After several months of additional recording, Leona is finally starting anew: A few weeks ago, the powerhouse vocalist premiered the soaring midtempo “Trouble,” the second single from Glassheart, which was penned by Emeli Sande and produced by Naughty Boy and Fraser T Smith.
“Trouble” is fine (note: thoroughly just “fine”–it doesn’t really reach new heights), but it’s the newly premiered title track from her upcoming album that may very well save the entire campaign.
“Glassheart” is a brooding, dubstep-laden torch track produced by faithful “Bleeding Love” hitmaker Ryan Tedder and DJ Frank E. The track builds slowly, a la Leona’s own “Collide,” and vaguely recalls the moody electronica of Katharine McPhee‘s “Touch Me” (which Tedder also produced.) “Baby, I’m staring at a piece of us, shattered on the sidewalk,” Lewis laments.
As the dubbed-up verses fade away, Leona’s heaven-sent vocals take to the forefront: “Promise that we’ll never fall apart and I’ll love you with my glassheart,” Leona solemnly swears.
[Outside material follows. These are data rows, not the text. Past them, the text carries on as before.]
//! Per-operation configuration: scan options, format-specific fragment
//! options, and validated write options.
use std::{any::Any, fmt, sync::Arc};

use snafu::prelude::*;

use crate::error::{DatasetResult, InvalidBatchSizeSnafu};
use crate::format::{FileFormat, STRATA_FORMAT_NAME};

/// Default number of rows per decoded batch during scans.
pub const DEFAULT_SCAN_BATCH_SIZE: usize = 1024;

/// Default rows per flush unit for writes.
pub const DEFAULT_WRITE_BATCH_SIZE: usize = 1024;

/// Format-specific scan options attached to a generic [`ScanOptions`].
///
/// The host framework holds these as trait objects and uses
/// [`is_strata_scan_options`] to decide which format may downcast them.
pub trait FragmentScanOptions: fmt::Debug + Send + Sync {
    /// Type name of the format these options belong to.
    fn type_name(&self) -> &str;

    /// Downcast hook for the owning format.
    fn as_any(&self) -> &dyn Any;
}

/// Returns true iff `options` belong to the strata format.
///
/// Pure predicate used by the host framework to safely dispatch
/// format-specific scan options; no side effects.
pub fn is_strata_scan_options(options: &dyn FragmentScanOptions) -> bool {
    options.type_name() == STRATA_FORMAT_NAME
}

/// Strata-specific scan knobs: row skipping and row limiting pushed down
/// into the segment reader.
#[derive(Clone, Debug, Default)]
pub struct StrataFragmentScanOptions {
    /// Decode at most this many rows (applied after `offset`).
    pub limit: Option<usize>,
    /// Skip this many rows before decoding.
    pub offset: Option<usize>,
}

impl FragmentScanOptions for StrataFragmentScanOptions {
    fn type_name(&self) -> &str {
        STRATA_FORMAT_NAME
    }

    fn as_any(&self) -> &dyn Any {
        self
    }
}

/// Caller-supplied configuration for one scan operation.
#[derive(Clone, Debug)]
pub struct ScanOptions {
    /// Columns to decode, by name; `None` decodes every column.
    pub projection: Option<Vec<String>>,
    /// Number of rows per decoded batch.
    pub batch_size: usize,
    /// Optional format-specific options, dispatched by type name.
    pub fragment_scan_options: Option<Arc<dyn FragmentScanOptions>>,
}

impl Default for ScanOptions {
    fn default() -> Self {
        ScanOptions {
            projection: None,
            batch_size: DEFAULT_SCAN_BATCH_SIZE,
            fragment_scan_options: None,
        }
    }
}

/// Caller-supplied configuration for one write operation.
///
/// Carries a shared reference back to the owning format instance so the
/// host framework can route the options to the format that issued them;
/// the format instance outlives any use of its options.
#[derive(Clone)]
pub struct FileWriteOptions {
    format: Arc<dyn FileFormat>,
    /// Rows per flush unit for the written segment.
    pub batch_size: usize,
}

impl FileWriteOptions {
    /// Create options owned by `format` with the default batch size.
    pub fn new(format: Arc<dyn FileFormat>) -> Self {
        FileWriteOptions {
            format,
            batch_size: DEFAULT_WRITE_BATCH_SIZE,
        }
    }

    /// Replace the batch size.
    pub fn with_batch_size(mut self, batch_size: usize) -> Self {
        self.batch_size = batch_size;
        self
    }

    /// The format instance these options belong to.
    pub fn format(&self) -> &Arc<dyn FileFormat> {
        &self.format
    }

    /// Check the options before any writer is constructed.
    ///
    /// Batches of 0 or 1 rows are rejected: the downstream encoder assumes
    /// at least two rows per flush unit for its run-length and dictionary
    /// strategies.
    pub fn validate(&self) -> DatasetResult<()> {
        ensure!(
            self.batch_size > 1,
            InvalidBatchSizeSnafu {
                batch_size: self.batch_size,
            }
        );
        Ok(())
    }
}

impl fmt::Debug for FileWriteOptions {
    fn fmt(&self, f: &mut fmt::Formatter<'_>) -> fmt::Result {
        f.debug_struct("FileWriteOptions")
            .field("format", &self.format.type_name())
            .field("batch_size", &self.batch_size)
            .finish()
    }
}
//! Physical segment I/O.
//!
//! - [`reader`]: footer-parsing segment reader and per-scan read options.
//! - [`writer`]: manifest-embedding segment writer.
//! - [`stream`]: bridge from the synchronous pull reader to a lazy,
//!   strictly-ordered asynchronous batch stream.
pub mod reader;
pub mod stream;
pub mod writer;

#[cfg(test)]
pub(crate) mod test_util;
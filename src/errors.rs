use axum::http::StatusCode;
use axum::response::{IntoResponse, Response};
use axum::Json;

/// Crate-wide error taxonomy. All external failures must be handled. The
/// orchestrator must:
/// - Continue running other bots on a single bot's recoverable error
/// - Halt only the affected bot on safety/business-rule failures
#[derive(Debug, thiserror::Error)]
pub enum AppError {
    #[error("validation error: {0}")]
    Validation(String),

    #[error("unauthorized: {0}")]
    Auth(String),

    #[error("not found: {0}")]
    NotFound(String),

    #[error("business rule violated: {0}")]
    BusinessRule(String),

    #[error("external service unavailable: {0}")]
    ExternalUnavailable(String),

    #[error("safety halt: {0}")]
    SafetyHalt(String),

    #[error("database error: {0}")]
    Database(String),

    #[error("config error: {0}")]
    Config(String),

    #[error("channel closed: {0}")]
    ChannelClosed(String),

    #[error("unexpected error: {0}")]
    Unexpected(String),
}

impl From<reqwest::Error> for AppError {
    fn from(e: reqwest::Error) -> Self {
        AppError::ExternalUnavailable(e.to_string())
    }
}

impl From<serde_json::Error> for AppError {
    fn from(e: serde_json::Error) -> Self {
        AppError::Validation(e.to_string())
    }
}

impl From<rusqlite::Error> for AppError {
    fn from(e: rusqlite::Error) -> Self {
        AppError::Database(e.to_string())
    }
}

impl From<std::io::Error> for AppError {
    fn from(e: std::io::Error) -> Self {
        AppError::Unexpected(e.to_string())
    }
}

pub type AppResult<T> = Result<T, AppError>;

impl IntoResponse for AppError {
    fn into_response(self) -> Response {
        let (status, reason) = match &self {
            AppError::Validation(_) => (StatusCode::BAD_REQUEST, self.to_string()),
            AppError::Auth(_) => (StatusCode::UNAUTHORIZED, self.to_string()),
            AppError::NotFound(_) => (StatusCode::NOT_FOUND, self.to_string()),
            AppError::BusinessRule(_) => (StatusCode::BAD_REQUEST, self.to_string()),
            AppError::ExternalUnavailable(_) => (StatusCode::SERVICE_UNAVAILABLE, self.to_string()),
            AppError::SafetyHalt(_) => (StatusCode::CONFLICT, self.to_string()),
            AppError::Database(_) | AppError::Config(_) | AppError::ChannelClosed(_) | AppError::Unexpected(_) => {
                tracing::error!(error = %self, "internal error");
                (StatusCode::INTERNAL_SERVER_ERROR, "internal error".to_string())
            }
        };

        (status, Json(serde_json::json!({ "error": reason }))).into_response()
    }
}
pub mod circuit_breaker;
pub mod emergency_stop;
And then, just as quickly, the track dives into an utterly filthy beat breakdown, bringing Rihanna‘s “Where Have You Been” to mind.
Production aside, the lyrics are truly gorgeous, especially during the song’s bridge: “My heart is beating and so was yours/We threw each other down on the floor/My heart is breaking, it’s made of glass/’Cause anything that’s good never, ever lasts.”
“Glassheart” has just the right mixture of sweat-drenched House beats du jour, killer lyricism and melodic crooning by the talented chanteuse to appeal to a huge audience, making this a major knockout all around.
It’s a smash, quite simply.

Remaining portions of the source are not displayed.